Work item -
Starting at the top of the listing below, copy each line exactly, stopping after the line that contains "use snow_data::state::ForecastEvent;".

The data -
---
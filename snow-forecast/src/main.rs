//! Colorado Ski Resort Snowfall Forecast
//!
//! A sortable table of the next few days of forecast snowfall per resort.
//! Each day cell carries a bar scaled to the amount and a color bucket;
//! the derived total column sums the shown days.
//!
//! Data flow:
//! 1. A refresh loop fetches the forecast CSV and dispatches `DataArrived`.
//! 2. Header clicks and the name filter dispatch `SortChanged` / `FilterChanged`.
//! 3. The table is re-rendered from `ForecastState::render` on every change.

use dioxus::prelude::*;
use snow_core::config::ForecastConfig;
use snow_data::state::ForecastEvent;
use snow_ui::components::{ErrorDisplay, ForecastTableView, LastUpdated, LoadingSpinner, NameFilterInput, PageHeader};
use snow_ui::fetch::{fetch_csv, sleep_ms};
use snow_ui::state::ForecastAppState;

fn main() {
    dioxus_logger::init(dioxus_logger::tracing::Level::INFO).expect("failed to init logger");
    dioxus::LaunchBuilder::new()
        .with_cfg(dioxus::web::Config::new().rootname("snow-forecast-root"))
        .launch(App);
}

fn forecast_config() -> ForecastConfig {
    let mut config = ForecastConfig::default();
    if let Some(url) = option_env!("SNOW_FORECAST_DATA_URL") {
        config.data_url = url.to_string();
    }
    config
}

#[component]
fn App() -> Element {
    let app = use_context_provider(|| ForecastAppState::with_config(forecast_config()));

    use_effect(move || {
        spawn(async move {
            let (url, interval) = {
                let config = app.config.peek();
                (config.data_url.clone(), config.refresh_interval())
            };
            let interval_ms = u32::try_from(interval.as_millis()).unwrap_or(u32::MAX);
            loop {
                app.dispatch(ForecastEvent::Fetch);
                let result = fetch_csv(&url).await;
                app.dispatch(ForecastEvent::DataArrived(result));
                sleep_ms(interval_ms).await;
            }
        });
    });

    let state = app.state.read();
    let table = state.render(&app.config.read());
    let error = state.status.error().map(str::to_string);
    let has_data = state.has_data();
    let loading = state.status.is_loading() && !has_data;
    drop(state);

    rsx! {
        div {
            style: "max-width: 1200px; margin: 0 auto; padding: 16px; font-family: sans-serif;",
            PageHeader {
                title: "Colorado Snowfall Forecast",
                subtitle: "Forecast snowfall in inches. Click a column header to sort.",
            }
            NameFilterInput {}
            if let Some(message) = error {
                ErrorDisplay { message }
            } else if loading {
                LoadingSpinner { label: "Loading forecast..." }
            }
            if has_data {
                ForecastTableView { table: table.clone() }
                LastUpdated { value: table.last_updated.clone() }
            }
        }
    }
}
---
Your solution -
filename snow-forecast/src/main.rs
//! Colorado Ski Resort Snowfall Forecast
//!
//! A sortable table of the next few days of forecast snowfall per resort.
//! Each day cell carries a bar scaled to the amount and a color bucket;
//! the derived total column sums the shown days.
//!
//! Data flow:
//! 1. A refresh loop fetches the forecast CSV and dispatches `DataArrived`.
//! 2. Header clicks and the name filter dispatch `SortChanged` / `FilterChanged`.
//! 3. The table is re-rendered from `ForecastState::render` on every change.

use dioxus::prelude::*;
use snow_core::config::ForecastConfig;
use snow_data::state::ForecastEvent;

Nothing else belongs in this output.